[Start of section]

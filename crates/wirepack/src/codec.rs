// SPDX-License-Identifier: Apache-2.0 OR MIT
// Copyright (c) 2025-2026 naskel.com

//! Field codec contract and the bounds-checked read cursor.
//!
//! Every descriptor variant implements [`FieldCodec`]. Encoding appends to a
//! caller-owned `Vec<u8>` so the packet engine can discard the whole buffer
//! on failure; decoding advances a [`WireReader`] and returns the value.

use crate::{PacketSchema, Result, Value, WireError};

/// Encode/decode capability shared by all type descriptors.
pub trait FieldCodec {
    /// Append the wire form of `value` to `out`.
    ///
    /// On error, `out` may hold partial output; callers discard it.
    fn encode_into(&self, value: &Value, scope: &Scope<'_>, out: &mut Vec<u8>) -> Result<()>;

    /// Decode one value at the reader's current offset.
    fn decode_from(&self, reader: &mut WireReader<'_>, scope: &Scope<'_>) -> Result<Value>;

    /// Encoded size when it does not depend on data.
    fn static_size(&self) -> Option<usize>;

    /// Smallest possible encoded size (variable arrays empty).
    fn min_size(&self) -> usize;

    /// Zero value used when a field declares no default.
    fn zero_value(&self) -> Value;

    /// Check a value's shape and range without encoding it.
    ///
    /// Length-source consistency of counted arrays is not checked here; it
    /// depends on sibling values and is enforced at encode time.
    fn validate(&self, value: &Value) -> Result<()>;

    /// Encoded size of a specific value.
    fn encoded_len(&self, value: &Value) -> Result<usize>;
}

/// Sibling values visible to a field while its packet is being processed.
///
/// During encode this is the instance's full value set; during decode it
/// holds only the fields staged so far.
#[derive(Debug, Clone, Copy)]
pub struct Scope<'a> {
    schema: Option<&'a PacketSchema>,
    resolved: &'a [Value],
}

impl<'a> Scope<'a> {
    /// Scope over `resolved`, positionally aligned with `schema`'s fields.
    pub fn new(schema: &'a PacketSchema, resolved: &'a [Value]) -> Self {
        Self {
            schema: Some(schema),
            resolved,
        }
    }

    /// Scope with no siblings (standalone encode/decode, array elements).
    pub fn detached() -> Self {
        Self {
            schema: None,
            resolved: &[],
        }
    }

    /// Look up an already-resolved sibling by name.
    pub fn lookup(&self, name: &str) -> Option<&'a Value> {
        let schema = self.schema?;
        let index = schema.field_index(name)?;
        self.resolved.get(index)
    }
}

/// Immutable cursor for reading (bounds-checked, zero-copy).
#[derive(Debug)]
pub struct WireReader<'a> {
    buffer: &'a [u8],
    offset: usize,
}

impl<'a> WireReader<'a> {
    pub fn new(buffer: &'a [u8]) -> Self {
        Self { buffer, offset: 0 }
    }

    /// Reader positioned at `offset`.
    pub fn at(buffer: &'a [u8], offset: usize) -> Self {
        Self { buffer, offset }
    }

    pub fn offset(&self) -> usize {
        self.offset
    }

    pub fn remaining(&self) -> usize {
        self.buffer.len().saturating_sub(self.offset)
    }

    pub fn is_eof(&self) -> bool {
        self.offset >= self.buffer.len()
    }

    pub fn read_bytes(&mut self, len: usize) -> Result<&'a [u8]> {
        let available = self.remaining();
        if len > available {
            return Err(WireError::BufferUnderrun {
                offset: self.offset,
                needed: len,
                available,
            });
        }
        let slice = &self.buffer[self.offset..self.offset + len];
        self.offset += len;
        Ok(slice)
    }
}

#[cfg(test)]
mod tests {
    use super::*;

    #[test]
    fn test_reader_sequential_reads() {
        let data = [1u8, 2, 3, 4, 5];
        let mut reader = WireReader::new(&data);
        assert_eq!(reader.read_bytes(2).expect("read 2"), &[1, 2]);
        assert_eq!(reader.offset(), 2);
        assert_eq!(reader.remaining(), 3);
        assert_eq!(reader.read_bytes(3).expect("read 3"), &[3, 4, 5]);
        assert!(reader.is_eof());
    }

    #[test]
    fn test_reader_underrun_reports_offset() {
        let data = [0xAAu8; 3];
        let mut reader = WireReader::at(&data, 2);
        let err = reader.read_bytes(2).unwrap_err();
        assert_eq!(
            err,
            WireError::BufferUnderrun {
                offset: 2,
                needed: 2,
                available: 1
            }
        );
        // Failed read does not advance
        assert_eq!(reader.offset(), 2);
    }

    #[test]
    fn test_reader_past_end() {
        let data = [0u8; 2];
        let reader = WireReader::at(&data, 5);
        assert_eq!(reader.remaining(), 0);
        assert!(reader.is_eof());
    }

    #[test]
    fn test_detached_scope_has_no_siblings() {
        assert!(Scope::detached().lookup("length").is_none());
    }
}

[End of section]

All of the data above should be reproduced word for word.

filename crates/wirepack/src/codec.rs
// SPDX-License-Identifier: Apache-2.0 OR MIT
// Copyright (c) 2025-2026 naskel.com

//! Field codec contract and the bounds-checked read cursor.
//!
//! Every descriptor variant implements [`FieldCodec`]. Encoding appends to a
//! caller-owned `Vec<u8>` so the packet engine can discard the whole buffer
//! on failure; decoding advances a [`WireReader`] and returns the value.

use crate::{PacketSchema, Result, Value, WireError};

/// Encode/decode capability shared by all type descriptors.
pub trait FieldCodec {
    /// Append the wire form of `value` to `out`.
    ///
    /// On error, `out` may hold partial output; callers discard it.
    fn encode_into(&self, value: &Value, scope: &Scope<'_>, out: &mut Vec<u8>) -> Result<()>;

    /// Decode one value at the reader's current offset.
    fn decode_from(&self, reader: &mut WireReader<'_>, scope: &Scope<'_>) -> Result<Value>;

    /// Encoded size when it does not depend on data.
    fn static_size(&self) -> Option<usize>;

    /// Smallest possible encoded size (variable arrays empty).
    fn min_size(&self) -> usize;

    /// Zero value used when a field declares no default.
    fn zero_value(&self) -> Value;

    /// Check a value's shape and range without encoding it.
    ///
    /// Length-source consistency of counted arrays is not checked here; it
    /// depends on sibling values and is enforced at encode time.
    fn validate(&self, value: &Value) -> Result<()>;

    /// Encoded size of a specific value.
    fn encoded_len(&self, value: &Value) -> Result<usize>;
}

/// Sibling values visible to a field while its packet is being processed.
///
/// During encode this is the instance's full value set; during decode it
/// holds only the fields staged so far.
#[derive(Debug, Clone, Copy)]
pub struct Scope<'a> {
    schema: Option<&'a PacketSchema>,
    resolved: &'a [Value],
}

impl<'a> Scope<'a> {
    /// Scope over `resolved`, positionally aligned with `schema`'s fields.
    pub fn new(schema: &'a PacketSchema, resolved: &'a [Value]) -> Self {
        Self {
            schema: Some(schema),
            resolved,
        }
    }

    /// Scope with no siblings (standalone encode/decode, array elements).
    pub fn detached() -> Self {
        Self {
            schema: None,
            resolved: &[],
        }
    }

    /// Look up an already-resolved sibling by name.
    pub fn lookup(&self, name: &str) -> Option<&'a Value> {
        let schema = self.schema?;
        let index = schema.field_index(name)?;
        self.resolved.get(index)
    }
}

/// Immutable cursor for reading (bounds-checked, zero-copy).
#[derive(Debug)]
pub struct WireReader<'a> {
    buffer: &'a [u8],
    offset: usize,
}

impl<'a> WireReader<'a> {
    pub fn new(buffer: &'a [u8]) -> Self {
        Self { buffer, offset: 0 }
    }

    /// Reader positioned at `offset`.
    pub fn at(buffer: &'a [u8], offset: usize) -> Self {
        Self { buffer, offset }
    }

    pub fn offset(&self) -> usize {
        self.offset
    }

    pub fn remaining(&self) -> usize {
        self.buffer.len().saturating_sub(self.offset)
    }

    pub fn is_eof(&self) -> bool {
        self.offset >= self.buffer.len()
    }

    pub fn read_bytes(&mut self, len: usize) -> Result<&'a [u8]> {
        let available = self.remaining();
        if len > available {
            return Err(WireError::BufferUnderrun {
                offset: self.offset,
                needed: len,
                available,
            });
        }
        let slice = &self.buffer[self.offset..self.offset + len];
        self.offset += len;
        Ok(slice)
    }
}

#[cfg(test)]
mod tests {
    use super::*;

    #[test]
    fn test_reader_sequential_reads() {
        let data = [1u8, 2, 3, 4, 5];
        let mut reader = WireReader::new(&data);
        assert_eq!(reader.read_bytes(2).expect("read 2"), &[1, 2]);
        assert_eq!(reader.offset(), 2);
        assert_eq!(reader.remaining(), 3);
        assert_eq!(reader.read_bytes(3).expect("read 3"), &[3, 4, 5]);
        assert!(reader.is_eof());
    }

    #[test]
    fn test_reader_underrun_reports_offset() {
        let data = [0xAAu8; 3];
        let mut reader = WireReader::at(&data, 2);
        let err = reader.read_bytes(2).unwrap_err();
        assert_eq!(
            err,
            WireError::BufferUnderrun {
                offset: 2,
                needed: 2,
                available: 1
            }
        );
        // Failed read does not advance
        assert_eq!(reader.offset(), 2);
    }

    #[test]
    fn test_reader_past_end() {
        let data = [0u8; 2];
        let reader = WireReader::at(&data, 5);
        assert_eq!(reader.remaining(), 0);
        assert!(reader.is_eof());
    }

    #[test]
    fn test_detached_scope_has_no_siblings() {
        assert!(Scope::detached().lookup("length").is_none());
    }
}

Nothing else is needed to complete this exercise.